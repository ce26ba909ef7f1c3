use chrono::{DateTime, Duration, Utc};
use serde::{Deserialize, Serialize};
use std::collections::BTreeMap;
use std::fmt;
use std::str::FromStr;
use uuid::Uuid;

pub type RunId = Uuid;

/// Interest value used whenever the text evaluator cannot produce a usable score.
pub const FALLBACK_INTEREST: f64 = 0.5;

/// A single fetched research record. Never mutated after the feed source hands it over.
#[derive(Debug, Clone, PartialEq, Serialize, Deserialize)]
pub struct Item {
    pub id: String,
    pub title: String,
    pub abstract_text: String,
    pub authors: Vec<String>,
    /// Deduplicated category codes, primary category first.
    pub categories: Vec<String>,
    pub link: String,
    pub pdf_url: Option<String>,
    pub published_at: DateTime<Utc>,
}

impl Item {
    pub fn primary_category(&self) -> Option<&str> {
        self.categories.first().map(|c| c.as_str())
    }
}

/// Time window a run fetches papers from.
#[derive(Debug, Clone, Copy, PartialEq, Eq, Serialize, Deserialize)]
pub struct FetchWindow {
    pub start: DateTime<Utc>,
    pub end: DateTime<Utc>,
}

impl FetchWindow {
    /// Window of `lookback_days` ending at `end`. Saturates at the earliest
    /// representable instant instead of overflowing.
    pub fn ending_at(end: DateTime<Utc>, lookback_days: u32) -> Self {
        let start = end
            .checked_sub_signed(Duration::days(i64::from(lookback_days)))
            .unwrap_or(DateTime::<Utc>::MIN_UTC);
        Self { start, end }
    }
}

#[derive(Debug, Clone, Copy, PartialEq, Eq, PartialOrd, Ord, Hash, Serialize, Deserialize)]
#[serde(rename_all = "snake_case")]
pub enum Signal {
    Recency,
    Category,
    Interest,
    Author,
}

impl Signal {
    pub const ALL: [Signal; 4] = [Signal::Recency, Signal::Category, Signal::Interest, Signal::Author];

    pub fn as_str(&self) -> &'static str {
        match self {
            Signal::Recency => "recency",
            Signal::Category => "category",
            Signal::Interest => "interest",
            Signal::Author => "author",
        }
    }
}

impl fmt::Display for Signal {
    fn fmt(&self, f: &mut fmt::Formatter<'_>) -> fmt::Result {
        f.write_str(self.as_str())
    }
}

/// Normalized per-item feature values. Every stored value lies in [0,1].
#[derive(Debug, Clone, Default, PartialEq, Serialize, Deserialize)]
#[serde(transparent)]
pub struct SignalSet(BTreeMap<Signal, f64>);

impl SignalSet {
    pub fn new() -> Self {
        Self(BTreeMap::new())
    }

    /// Insert a value, clamping it into [0,1]. NaN is stored as 0.
    pub fn insert(&mut self, signal: Signal, value: f64) {
        let value = if value.is_nan() { 0.0 } else { value.clamp(0.0, 1.0) };
        self.0.insert(signal, value);
    }

    pub fn with(mut self, signal: Signal, value: f64) -> Self {
        self.insert(signal, value);
        self
    }

    pub fn get(&self, signal: Signal) -> Option<f64> {
        self.0.get(&signal).copied()
    }

    /// Value of a signal, 0 when absent.
    pub fn value(&self, signal: Signal) -> f64 {
        self.get(signal).unwrap_or(0.0)
    }

    pub fn contains(&self, signal: Signal) -> bool {
        self.0.contains_key(&signal)
    }

    pub fn iter(&self) -> impl Iterator<Item = (Signal, f64)> + '_ {
        self.0.iter().map(|(s, v)| (*s, *v))
    }

    pub fn len(&self) -> usize {
        self.0.len()
    }

    pub fn is_empty(&self) -> bool {
        self.0.is_empty()
    }
}

/// Claimed-novelty estimate for one item.
#[derive(Debug, Clone, PartialEq, Serialize, Deserialize)]
pub struct InterestEstimate {
    pub value: f64,
    pub rationale: Option<String>,
    pub fallback: bool,
}

impl InterestEstimate {
    /// Rescale a 1-10 rating into [0,1] via (raw - 1) / 9.
    pub fn from_rating(raw: u8, rationale: Option<String>) -> Self {
        let raw = raw.clamp(1, 10);
        Self {
            value: f64::from(raw - 1) / 9.0,
            rationale,
            fallback: false,
        }
    }

    pub fn fallback() -> Self {
        Self {
            value: FALLBACK_INTEREST,
            rationale: None,
            fallback: true,
        }
    }
}

/// Final score of one item within one run.
#[derive(Debug, Clone, PartialEq, Serialize, Deserialize)]
pub struct Score {
    pub run_id: RunId,
    pub item_id: String,
    pub signals: SignalSet,
    pub final_score: f64,
    /// 1-based, unique within the run.
    pub rank: u32,
    pub rationale: Option<String>,
}

#[derive(Debug, Clone, Copy, PartialEq, Eq, Hash, Serialize, Deserialize)]
#[serde(rename_all = "snake_case")]
pub enum RunStatus {
    Pending,
    Fetching,
    Scoring,
    Compiling,
    Complete,
    Failed,
}

impl RunStatus {
    pub fn as_str(&self) -> &'static str {
        match self {
            RunStatus::Pending => "pending",
            RunStatus::Fetching => "fetching",
            RunStatus::Scoring => "scoring",
            RunStatus::Compiling => "compiling",
            RunStatus::Complete => "complete",
            RunStatus::Failed => "failed",
        }
    }

    pub fn is_terminal(&self) -> bool {
        matches!(self, RunStatus::Complete | RunStatus::Failed)
    }

    /// Linear progression; any non-terminal state may fail.
    pub fn can_transition_to(&self, next: RunStatus) -> bool {
        match (self, next) {
            (from, RunStatus::Failed) => !from.is_terminal(),
            (RunStatus::Pending, RunStatus::Fetching) => true,
            (RunStatus::Fetching, RunStatus::Scoring) => true,
            (RunStatus::Scoring, RunStatus::Compiling) => true,
            (RunStatus::Compiling, RunStatus::Complete) => true,
            _ => false,
        }
    }
}

impl fmt::Display for RunStatus {
    fn fmt(&self, f: &mut fmt::Formatter<'_>) -> fmt::Result {
        f.write_str(self.as_str())
    }
}

impl FromStr for RunStatus {
    type Err = String;

    fn from_str(s: &str) -> Result<Self, Self::Err> {
        match s {
            "pending" => Ok(RunStatus::Pending),
            "fetching" => Ok(RunStatus::Fetching),
            "scoring" => Ok(RunStatus::Scoring),
            "compiling" => Ok(RunStatus::Compiling),
            "complete" => Ok(RunStatus::Complete),
            "failed" => Ok(RunStatus::Failed),
            other => Err(format!("unknown run status: {}", other)),
        }
    }
}

/// Persisted view of a run.
#[derive(Debug, Clone, PartialEq, Serialize, Deserialize)]
pub struct RunRecord {
    pub id: RunId,
    pub status: RunStatus,
    pub window: FetchWindow,
    pub items_count: usize,
    pub created_at: DateTime<Utc>,
    pub completed_at: Option<DateTime<Utc>>,
    pub error: Option<String>,
}

#[derive(Debug, Clone, PartialEq, Serialize, Deserialize)]
pub struct PaperSummary {
    pub takeaway: String,
    pub contribution: String,
    pub significance: String,
    pub limitations: Option<String>,
    pub topic: Option<String>,
}

#[derive(Debug, Clone, PartialEq, Serialize, Deserialize)]
pub struct DigestEntry {
    pub rank: u32,
    pub item_id: String,
    pub title: String,
    pub link: String,
    pub category: String,
    pub final_score: f64,
    pub summary: PaperSummary,
}

#[derive(Debug, Clone, PartialEq, Serialize, Deserialize)]
pub struct CategoryGroup {
    pub category: String,
    pub label: String,
    pub entries: Vec<DigestEntry>,
}

#[derive(Debug, Clone, PartialEq, Eq, Serialize, Deserialize)]
pub struct CategoryCount {
    pub category: String,
    pub label: String,
    pub count: usize,
}

/// Rendered, bucketed output of a completed run.
#[derive(Debug, Clone, PartialEq, Serialize, Deserialize)]
pub struct Digest {
    pub run_id: RunId,
    pub window: FetchWindow,
    pub breakthroughs: Vec<DigestEntry>,
    pub worth_skimming: Vec<CategoryGroup>,
    pub trends: Vec<CategoryCount>,
    pub markdown: String,
}

impl Digest {
    /// Item ids in bucket order: breakthroughs, then each skim group.
    pub fn item_ids(&self) -> Vec<&str> {
        self.breakthroughs
            .iter()
            .chain(self.worth_skimming.iter().flat_map(|g| g.entries.iter()))
            .map(|e| e.item_id.as_str())
            .collect()
    }

    pub fn len(&self) -> usize {
        self.breakthroughs.len() + self.worth_skimming.iter().map(|g| g.entries.len()).sum::<usize>()
    }

    pub fn is_empty(&self) -> bool {
        self.len() == 0
    }
}
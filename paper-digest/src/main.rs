use anyhow::{bail, Context, Result};
use clap::{Parser, Subcommand};
use paper_digest::config::{DigestConfig, EvaluatorProvider};
use paper_digest::digest::digest_subject;
use paper_digest::llm_adapter::evaluator_from_config;
use paper_digest::{
    ArxivClient, AtomFileSource, ConfigArgs, Digest, DigestRun, DigestSender, EmailSender, FeedSource,
    MemoryStore, PgStore, RunStore, TelegramSender,
};
use std::path::PathBuf;
use std::sync::Arc;
use tracing::{error, info, warn};
use tracing_subscriber::EnvFilter;

#[derive(Parser, Debug)]
#[command(name = "paper-digest")]
#[command(about = "Fetch, rank and deliver a weekly research-paper digest")]
#[command(version)]
struct Cli {
    #[command(flatten)]
    config: ConfigArgs,

    #[command(subcommand)]
    command: Command,
}

#[derive(Subcommand, Debug)]
enum Command {
    /// Execute one digest run
    Run {
        /// Use the deterministic mock evaluator instead of a language model
        #[arg(long)]
        offline: bool,

        /// Skip email and Telegram delivery
        #[arg(long)]
        no_send: bool,

        /// Where to write the rendered Markdown
        #[arg(long, default_value = "latest_digest.md")]
        output: PathBuf,

        /// Keep everything in memory instead of PostgreSQL
        #[arg(long)]
        dry_run: bool,

        /// Read a saved arXiv Atom response instead of calling the API
        #[arg(long)]
        input: Option<PathBuf>,
    },
    /// Send the latest stored digest
    Send {
        #[arg(long)]
        email: bool,

        #[arg(long)]
        telegram: bool,
    },
    /// Print the validated effective configuration
    Config,
}

#[tokio::main]
async fn main() -> Result<()> {
    // .env must be loaded before clap reads the environment
    dotenvy::dotenv().ok();

    tracing_subscriber::fmt()
        .with_env_filter(EnvFilter::try_from_default_env().unwrap_or_else(|_| EnvFilter::new("info")))
        .init();

    let cli = Cli::parse();
    let mut config = cli.config.into_config();

    match cli.command {
        Command::Run {
            offline,
            no_send,
            output,
            dry_run,
            input,
        } => {
            if offline {
                config.evaluator.provider = EvaluatorProvider::Mock;
            }
            run_digest(config, no_send, output, dry_run, input).await
        }
        Command::Send { email, telegram } => {
            // Neither flag means both channels
            let (email, telegram) = if !email && !telegram { (true, true) } else { (email, telegram) };
            send_latest(&config, email, telegram).await
        }
        Command::Config => {
            config.validate().context("Invalid configuration")?;
            println!("{}", serde_json::to_string_pretty(&config)?);
            Ok(())
        }
    }
}

async fn run_digest(
    config: DigestConfig,
    no_send: bool,
    output: PathBuf,
    dry_run: bool,
    input: Option<PathBuf>,
) -> Result<()> {
    config.validate().context("Invalid configuration")?;

    let store: Arc<dyn RunStore> = if dry_run {
        info!("Dry run: using in-memory store");
        Arc::new(MemoryStore::new())
    } else {
        Arc::new(open_store(&config).await?)
    };

    let source: Arc<dyn FeedSource> = match input {
        Some(path) => Arc::new(AtomFileSource::new(path)),
        None => Arc::new(ArxivClient::new(config.fetch.clone(), config.categories.clone())?),
    };

    let evaluator = evaluator_from_config(&config.evaluator)?;
    let run = DigestRun::new(config.clone(), source, evaluator, store);
    let run_id = run.id();

    let outcome = run
        .execute()
        .await
        .with_context(|| format!("Run {} failed", run_id))?;

    tokio::fs::write(&output, &outcome.digest.markdown)
        .await
        .with_context(|| format!("Failed to write {}", output.display()))?;
    info!(
        "Digest with {} papers written to {} ({} interest fallbacks)",
        outcome.digest.len(),
        output.display(),
        outcome.fallback_count
    );

    if no_send {
        return Ok(());
    }

    let sent = deliver(&config, &outcome.digest, true, true).await;
    if sent == 0 {
        warn!("Digest was not delivered to any channel");
    }
    Ok(())
}

async fn send_latest(config: &DigestConfig, email: bool, telegram: bool) -> Result<()> {
    let store = open_store(config).await?;
    let digest = match store.latest_digest().await? {
        Some(digest) => digest,
        None => bail!("No completed digest found. Run `paper-digest run` first."),
    };

    let sent = deliver(config, &digest, email, telegram).await;
    if sent == 0 {
        bail!("Digest was not sent to any channel");
    }
    Ok(())
}

async fn open_store(config: &DigestConfig) -> Result<PgStore> {
    let store = PgStore::new(&config.database_url)
        .await
        .context("Failed to connect to PostgreSQL (check DATABASE_URL)")?;
    store.migrate().await?;
    Ok(store)
}

/// Returns how many channels accepted the digest
async fn deliver(config: &DigestConfig, digest: &Digest, email: bool, telegram: bool) -> usize {
    let mut senders: Vec<Box<dyn DigestSender>> = Vec::new();

    if email {
        match &config.email {
            Some(email_config) => senders.push(Box::new(EmailSender::new(email_config.clone()))),
            None => warn!("Email not configured. Set SMTP_HOST, SMTP_USER, SMTP_PASS and EMAIL_TO."),
        }
    }

    if telegram {
        match &config.telegram {
            Some(telegram_config) => match TelegramSender::new(telegram_config.clone()) {
                Ok(sender) => senders.push(Box::new(sender)),
                Err(e) => error!("Failed to set up Telegram: {}", e),
            },
            None => warn!("Telegram not configured. Set TELEGRAM_BOT_TOKEN and TELEGRAM_CHAT_ID."),
        }
    }

    let subject = digest_subject(&digest.window);
    let mut sent = 0;
    for sender in senders {
        match sender.send(&subject, &digest.markdown).await {
            Ok(()) => {
                info!("Delivered digest via {}", sender.channel_name());
                sent += 1;
            }
            Err(e) => error!("Delivery via {} failed: {}", sender.channel_name(), e),
        }
    }
    sent
}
━━━━━━━━━━━━━━━━
### Required action
Would you please write out, exactly and with no other lines, the stretch of the listing above from the line containing "let run_id = run.id();" through the line containing "let digest = match"?

### Solution
    let run_id = run.id();

    let outcome = run
        .execute()
        .await
        .with_context(|| format!("Run {} failed", run_id))?;

    tokio::fs::write(&output, &outcome.digest.markdown)
        .await
        .with_context(|| format!("Failed to write {}", output.display()))?;
    info!(
        "Digest with {} papers written to {} ({} interest fallbacks)",
        outcome.digest.len(),
        output.display(),
        outcome.fallback_count
    );

    if no_send {
        return Ok(());
    }

    let sent = deliver(&config, &outcome.digest, true, true).await;
    if sent == 0 {
        warn!("Digest was not delivered to any channel");
    }
    Ok(())
}

async fn send_latest(config: &DigestConfig, email: bool, telegram: bool) -> Result<()> {
    let store = open_store(config).await?;
    let digest = match store.latest_digest().await? {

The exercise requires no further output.